Constructive criticism can help us by guiding us, motivating us, reinforcing effective behaviors, and decreasing ineffective behaviors. Let's look at some ways to improve the way we provide and accept constructive feedback.
1. Giving Constructive Feedback Before you give someone feedback, make sure you're doing it for the correct reason: to help them grow and improve. Instead of delivering comments, consider a self-reflection session if you are in a foul mood or trying to make yourself powerful. If you're doing it for the correct reasons, use these techniques to ensure that the person gets the most out of your comments.

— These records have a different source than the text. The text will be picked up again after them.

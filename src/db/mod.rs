//! Database sessions.
//!
//! A [`Session`] is one open connection, created once per run and passed
//! down explicitly. Transaction control is expressed through the session's
//! [`Dialect`] so every backend shares the same record/row scoping.

pub mod dialect;
pub mod mysql;
pub mod sqlite;

pub use dialect::Dialect;
pub use mysql::MySqlSession;
pub use sqlite::SqliteSession;

use crate::config::DbSettings;
use crate::error::DbError;
use serde_json::Value;

/// A bound statement parameter
#[derive(Debug, Clone, PartialEq)]
pub enum SqlValue {
    Null,
    Int(i64),
    Float(f64),
    Text(String),
}

impl From<&Value> for SqlValue {
    fn from(value: &Value) -> Self {
        match value {
            Value::Null => SqlValue::Null,
            Value::Bool(b) => SqlValue::Int(i64::from(*b)),
            Value::Number(n) => {
                if let Some(i) = n.as_i64() {
                    SqlValue::Int(i)
                } else if n.is_u64() {
                    // wider than BIGINT; keep every digit
                    SqlValue::Text(n.to_string())
                } else {
                    SqlValue::Float(n.as_f64().unwrap_or(f64::NAN))
                }
            }
            Value::String(s) => SqlValue::Text(s.clone()),
            Value::Array(_) | Value::Object(_) => SqlValue::Text(value.to_string()),
        }
    }
}

/// An open database connection used for the whole run
pub trait Session {
    fn dialect(&self) -> Dialect;

    /// Run a statement that returns no rows
    fn execute(&mut self, sql: &str) -> Result<(), DbError>;

    /// Run an insert and return the generated primary key
    fn insert(&mut self, sql: &str, params: &[SqlValue]) -> Result<i64, DbError>;

    /// Release the connection
    fn close(self: Box<Self>) -> Result<(), DbError> {
        Ok(())
    }

    fn begin(&mut self) -> Result<(), DbError> {
        let sql = self.dialect().begin();
        self.execute(sql)
    }

    fn commit(&mut self) -> Result<(), DbError> {
        self.execute("COMMIT")
    }

    fn rollback(&mut self) -> Result<(), DbError> {
        self.execute("ROLLBACK")
    }

    fn savepoint(&mut self, name: &str) -> Result<(), DbError> {
        let sql = self.dialect().savepoint(name);
        self.execute(&sql)
    }

    fn rollback_to(&mut self, name: &str) -> Result<(), DbError> {
        let sql = self.dialect().rollback_to(name);
        self.execute(&sql)
    }

    fn release(&mut self, name: &str) -> Result<(), DbError> {
        let sql = self.dialect().release(name);
        self.execute(&sql)
    }
}

/// Open the session described by `settings`
pub fn open_session(settings: &DbSettings) -> Result<Box<dyn Session>, DbError> {
    match settings {
        DbSettings::MySql {
            host,
            port,
            user,
            password,
            database,
        } => {
            let session = MySqlSession::connect(host, *port, user, password, database)?;
            Ok(Box::new(session))
        }
        DbSettings::Sqlite { path } => Ok(Box::new(SqliteSession::open(path)?)),
    }
}
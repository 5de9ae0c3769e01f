//! Logging setup on top of `tracing` and `tracing-subscriber`.
//!
//! Levels used across the crate:
//!
//! - `error`: the run is aborting
//! - `warn`: a row, record or table was dropped
//! - `info`: stage progress and the final summary
//! - `debug`: skipped lines, constraint attempts, inferred types
//! - `trace`: individual statements
//!
//! `RUST_LOG` overrides the configured level when set.

use tracing::Level;
use tracing_subscriber::{
    fmt::{self, MakeWriter},
    layer::SubscriberExt,
    util::{SubscriberInitExt, TryInitError},
    EnvFilter,
};

/// Output format of the fmt layer
#[derive(Debug, Clone, Copy, Default, PartialEq, Eq, clap::ValueEnum)]
pub enum LogFormat {
    /// Multi-field human readable output
    #[default]
    Pretty,
    /// One line per event
    Compact,
    /// Newline-delimited JSON events
    Json,
}

#[derive(Debug, Clone)]
pub struct LogConfig {
    pub level: Level,
    pub format: LogFormat,
    pub with_timestamps: bool,
    pub with_target: bool,
    pub with_ansi: bool,
}

impl Default for LogConfig {
    fn default() -> Self {
        Self {
            level: Level::INFO,
            format: LogFormat::default(),
            with_timestamps: true,
            with_target: false,
            with_ansi: true,
        }
    }
}

impl LogConfig {
    /// 0 → info, 1 (`-v`) → debug, 2+ (`-vv`) → trace
    #[must_use]
    pub fn from_verbosity(verbosity: u8) -> Self {
        let level = match verbosity {
            0 => Level::INFO,
            1 => Level::DEBUG,
            _ => Level::TRACE,
        };
        Self {
            level,
            ..Default::default()
        }
    }

    #[must_use]
    pub fn with_format(mut self, format: LogFormat) -> Self {
        self.format = format;
        self
    }

    #[must_use]
    pub fn with_ansi(mut self, enable: bool) -> Self {
        self.with_ansi = enable;
        self
    }

    #[must_use]
    pub fn with_timestamps(mut self, enable: bool) -> Self {
        self.with_timestamps = enable;
        self
    }
}

/// Install the global subscriber, writing to stderr
pub fn init_logging(config: &LogConfig) -> Result<(), TryInitError> {
    init_logging_with_writer(config, std::io::stderr)
}

/// Install the global subscriber with a custom writer
pub fn init_logging_with_writer<W>(config: &LogConfig, writer: W) -> Result<(), TryInitError>
where
    W: for<'writer> MakeWriter<'writer> + Send + Sync + 'static,
{
    let filter = build_env_filter(config.level);

    match config.format {
        LogFormat::Json => {
            let layer = fmt::layer()
                .json()
                .with_writer(writer)
                .with_target(config.with_target);
            tracing_subscriber::registry().with(filter).with(layer).try_init()
        }
        LogFormat::Compact => {
            let layer = fmt::layer()
                .compact()
                .with_writer(writer)
                .with_ansi(config.with_ansi)
                .with_target(config.with_target);
            if config.with_timestamps {
                tracing_subscriber::registry().with(filter).with(layer).try_init()
            } else {
                tracing_subscriber::registry()
                    .with(filter)
                    .with(layer.without_time())
                    .try_init()
            }
        }
        LogFormat::Pretty => {
            let layer = fmt::layer()
                .with_writer(writer)
                .with_ansi(config.with_ansi)
                .with_target(config.with_target);
            if config.with_timestamps {
                tracing_subscriber::registry().with(filter).with(layer).try_init()
            } else {
                tracing_subscriber::registry()
                    .with(filter)
                    .with(layer.without_time())
                    .try_init()
            }
        }
    }
}

/// Our crates at `level`, database drivers at warn unless `RUST_LOG` says
/// otherwise
fn build_env_filter(level: Level) -> EnvFilter {
    EnvFilter::try_from_default_env().unwrap_or_else(|_| EnvFilter::new(default_directives(level)))
}

fn default_directives(level: Level) -> String {
    let level = level.as_str().to_lowercase();
    format!(
        "warn,ingot={level},ingot_load={level},ingot_recover={level}",
        level = level
    )
}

- Be specific and attainable
Using precise, thorough examples assists the receiver in developing a firm knowledge of the problem and the behaviors that must be changed or maintained. Furthermore, when you are precise, the dialogue focuses on the specific problem or scenario that has to be addressed.
- Determine the best time
Untimely feedback can be misconstrued. The sooner you provide feedback, the sooner the individual can modify their behavior. However, it can be beneficial to refrain from providing critique on the spot, especially if you are in a group. Wait until you can chat to the person one-on-one, then select a quiet area and make it as comfortable for both of you as possible.
- Concentrate on the behavior
Don't pass judgment on the individual. The main thing is to simply address how you feel or what you like or dislike and to avoid speaking for others or expressing your view on their intentions. For example, you could tell the person that something they did or said made you feel a specific way.
- The feedback should be balanced
Some refer to it as the sandwich strategy. The idea is not to sugarcoat your feedback, but to remind the person that you value them and are taking the time to provide criticism. This is also an excellent moment to highlight what they should continue to do.
- Provide assistance
Criticism cannot be constructive if alternative behaviors are not offered and the individual is not supported in the long run. Feedback is an ongoing process. Make yourself available to assist and notify them when you detect progress.
2. Receiving Constructive Feedback If you are frequently giving feedback but not receiving any, you may have developed a wall around yourself that makes it difficult for others to share constructive criticism with you. So the first step is to seek comments from others.
- Recognize that constructive feedback is beneficial to you
Sure, confronting your weaknesses head-on will be unpleasant, but this person is also providing you with a crucial service by guiding you to a solution. Many times, we already know what the problem is, but hearing it from someone else's mouth is frequently the kick in the pants we need to finally take action. As your career progresses, you will begin to solicit constructive criticism on a frequent basis!
- Listen carefully and ask questions to learn how you might improve
Most crucial, pay close attention to the input you receive. Take notes if necessary. Refrain from making an excuse or asking a question until the person has finished speaking.
When they're finished, try to describe the problem they've discovered out loud and ask clarifying questions. If the problem is real—and, let's be honest, it usually is—try to comprehend its breadth and how you can solve it together.
- After your feedback session, devise a strategy and put it into action
This entails reviewing the information supplied, articulating the problem, and devising a plan to proactively improve or remedy the situation. Before implementing your strategy, discuss it with your manager or whoever provided comments to determine if it can be improved. Get started as soon as your plan is complete!